I’ve been neglecting the blog for over a year now, but it’s time to dust off the cobwebs and get things started again.  In recent years, I’ve posted more “least bloggable units” directly on my Facebook status.  It seemed I got faster and more satisfying response, but this is a problem for several reasons:

1.  Facebook’s feed continues to get crappier and crappier.

2.  Related to that, there is no guarantee my friends will even see the post.

3.  There’s the whole Facebook is private thing.

The turning point for me was a month or two ago, when I made this post, which should have appeared here, or really pretty much anywhere but Facebook:

After a weekly nag email for which I had to unsubscribe (AGAIN), I just edited my academia.edu profile to read thusly:

I don’t trust academia.edu. Ask yourself if you should. First, they are a for-profit company using an .edu domain. Second, they are not up front about their business model, but have attracted venture capital funding. Now look around at internet businesses. There are two ways companies generate income: user fees, which are unlikely for a social networking site (since that would mess with their network effects), or advertising and the sale of marketing data on the basis of user behaviour. My prediction is that academia.edu will either become overrun with ads (see: your Facebook and Twitter feeds) or they will start selling marketing data based on academics’ behaviour on this site. Either way, the process of knowledge sharing is being monetized by parasitic third parties that have very different commitments and obligations from those of academics. If they didn’t have a good plan, they wouldn’t have attracted VC money.
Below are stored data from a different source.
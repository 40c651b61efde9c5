//! Surface / render handle index
//!
//! [`SceneIndex`] maps surface ids to the handles of their meshes and back,
//! and groups surface ids by the space they bound. It holds one generation
//! at a time: [`SceneIndex::clear`] retires the whole generation and hands
//! back every handle so the caller can release it on the renderer.

use super::render::RenderHandle;
use std::collections::{BTreeMap, BTreeSet, HashMap};

static NO_SURFACES: BTreeSet<String> = BTreeSet::new();

#[derive(Debug, Clone)]
struct Entry {
    handle: RenderHandle,
    space_id: Option<String>,
}

/// Bidirectional surface id / render handle index
#[derive(Debug, Clone, Default)]
pub struct SceneIndex {
    surfaces: HashMap<String, Entry>,
    handles: HashMap<RenderHandle, String>,
    spaces: BTreeMap<String, BTreeSet<String>>,
}

impl SceneIndex {
    /// Create an empty index
    pub fn new() -> Self {
        Self::default()
    }

    /// Record the handle of a surface's mesh
    ///
    /// Registering an id again replaces the earlier entry, including its space
    /// membership. Returns the handle that was retired by the replacement, if
    /// any, so the caller can release it.
    ///
    /// # Example
    ///
    /// ```
    /// use gbxml_scene::scene::{RenderHandle, SceneIndex};
    ///
    /// let mut index = SceneIndex::new();
    /// index.register("wall-1", Some("space-a"), RenderHandle(1));
    /// let retired = index.register("wall-1", Some("space-b"), RenderHandle(2));
    ///
    /// assert_eq!(retired, Some(RenderHandle(1)));
    /// assert_eq!(index.resolve_pick(RenderHandle(1)), None);
    /// assert_eq!(index.resolve_pick(RenderHandle(2)), Some("wall-1"));
    /// assert!(index.surfaces_in_space("space-a").is_empty());
    /// ```
    pub fn register(
        &mut self,
        surface_id: &str,
        space_id: Option<&str>,
        handle: RenderHandle,
    ) -> Option<RenderHandle> {
        // A handle belongs to one surface only
        if let Some(previous_owner) = self.handles.get(&handle).cloned() {
            if previous_owner != surface_id {
                self.remove(&previous_owner);
            }
        }

        let retired = self
            .remove(surface_id)
            .filter(|&old| old != handle);

        self.surfaces.insert(
            surface_id.to_string(),
            Entry {
                handle,
                space_id: space_id.map(str::to_string),
            },
        );
        self.handles.insert(handle, surface_id.to_string());
        if let Some(space_id) = space_id {
            self.spaces
                .entry(space_id.to_string())
                .or_default()
                .insert(surface_id.to_string());
        }

        retired
    }

    fn remove(&mut self, surface_id: &str) -> Option<RenderHandle> {
        let entry = self.surfaces.remove(surface_id)?;
        self.handles.remove(&entry.handle);

        if let Some(space_id) = entry.space_id {
            if let Some(members) = self.spaces.get_mut(&space_id) {
                members.remove(surface_id);
                if members.is_empty() {
                    self.spaces.remove(&space_id);
                }
            }
        }

        Some(entry.handle)
    }

    /// Surface id behind a render handle, or `None` for an untracked handle
    pub fn resolve_pick(&self, handle: RenderHandle) -> Option<&str> {
        self.handles.get(&handle).map(String::as_str)
    }

    /// Handle of a surface's mesh
    pub fn handle_of(&self, surface_id: &str) -> Option<RenderHandle> {
        self.surfaces.get(surface_id).map(|entry| entry.handle)
    }

    /// Surface ids bounding a space; empty for an unknown space
    pub fn surfaces_in_space(&self, space_id: &str) -> &BTreeSet<String> {
        self.spaces.get(space_id).unwrap_or(&NO_SURFACES)
    }

    /// Space ids of the registered surfaces, ascending
    pub fn list_spaces(&self) -> Vec<String> {
        self.spaces.keys().cloned().collect()
    }

    /// Drop every entry and return the retired handles
    ///
    /// The index keeps no reference to the handles afterwards; releasing them
    /// on the renderer is up to the caller.
    #[must_use = "retired handles must be released on the renderer"]
    pub fn clear(&mut self) -> Vec<RenderHandle> {
        let mut retired: Vec<RenderHandle> = self.handles.drain().map(|(handle, _)| handle).collect();
        retired.sort_unstable();

        self.surfaces.clear();
        self.spaces.clear();

        tracing::debug!(retired = retired.len(), "scene index cleared");
        retired
    }

    /// Number of registered surfaces
    pub fn len(&self) -> usize {
        self.surfaces.len()
    }

    /// Whether no surface is registered
    pub fn is_empty(&self) -> bool {
        self.surfaces.is_empty()
    }
}

#[cfg(test)]
mod tests {
    use super::*;

    #[test]
    fn test_register_and_resolve() {
        let mut index = SceneIndex::new();
        assert_eq!(index.register("a", Some("s1"), RenderHandle(10)), None);
        assert_eq!(index.register("b", None, RenderHandle(11)), None);

        assert_eq!(index.resolve_pick(RenderHandle(10)), Some("a"));
        assert_eq!(index.resolve_pick(RenderHandle(11)), Some("b"));
        assert_eq!(index.resolve_pick(RenderHandle(99)), None);
        assert_eq!(index.handle_of("a"), Some(RenderHandle(10)));
        assert_eq!(index.len(), 2);
    }

    #[test]
    fn test_register_same_entry_twice_is_idempotent() {
        let mut index = SceneIndex::new();
        index.register("a", Some("s1"), RenderHandle(1));
        assert_eq!(index.register("a", Some("s1"), RenderHandle(1)), None);

        assert_eq!(index.len(), 1);
        assert_eq!(index.surfaces_in_space("s1").len(), 1);
    }

    #[test]
    fn test_reused_handle_moves_to_new_surface() {
        let mut index = SceneIndex::new();
        index.register("a", Some("s1"), RenderHandle(1));
        index.register("b", Some("s2"), RenderHandle(1));

        assert_eq!(index.resolve_pick(RenderHandle(1)), Some("b"));
        assert_eq!(index.handle_of("a"), None);
        assert_eq!(index.list_spaces(), vec!["s2"]);
    }

    #[test]
    fn test_spaces_sorted_regardless_of_order() {
        let mut index = SceneIndex::new();
        index.register("x", Some("zeta"), RenderHandle(1));
        index.register("y", Some("alpha"), RenderHandle(2));
        index.register("z", Some("mu"), RenderHandle(3));
        index.register("w", Some("alpha"), RenderHandle(4));

        assert_eq!(index.list_spaces(), vec!["alpha", "mu", "zeta"]);
        let alpha: Vec<_> = index.surfaces_in_space("alpha").iter().cloned().collect();
        assert_eq!(alpha, vec!["w", "y"]);
        assert!(index.surfaces_in_space("unknown").is_empty());
    }

    #[test]
    fn test_clear_returns_all_handles() {
        let mut index = SceneIndex::new();
        index.register("a", Some("s1"), RenderHandle(2));
        index.register("b", None, RenderHandle(1));

        assert_eq!(index.clear(), vec![RenderHandle(1), RenderHandle(2)]);
        assert!(index.is_empty());
        assert!(index.list_spaces().is_empty());
        assert_eq!(index.resolve_pick(RenderHandle(1)), None);
        assert!(index.clear().is_empty());
    }
}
And yes, I get that “following” is a useful service for people who want to keep up with colleagues’ work coming out, but there’s got to be a better way.

If you are concerned about the predatory behaviours of companies like Elsevier, you should be concerned about academia.edu.

The comment thread featured the (probably) expected range of responses, from “but it’s useful” (true, which is why we should be worried!) to I’m being paranoid (true — I think social media sites need to give us reasons to trust them; if you go the other way “I trust all social media businesses until given reason not to” then yes, I sound paranoid) to this one from Greg Elmer:

Jonathan, could it be worse than Facebook? No, don’t answer that..

Which he meant to be funny, and was funny, but also sealed the deal for me.  I will link to serious comments via Twitter, which should show up on Facebook, but I should be posting stuff here, or elsewhere on freely available sites.

As to alternatives to academia.edu, ssrn.com seems promising, though I need to do more homework.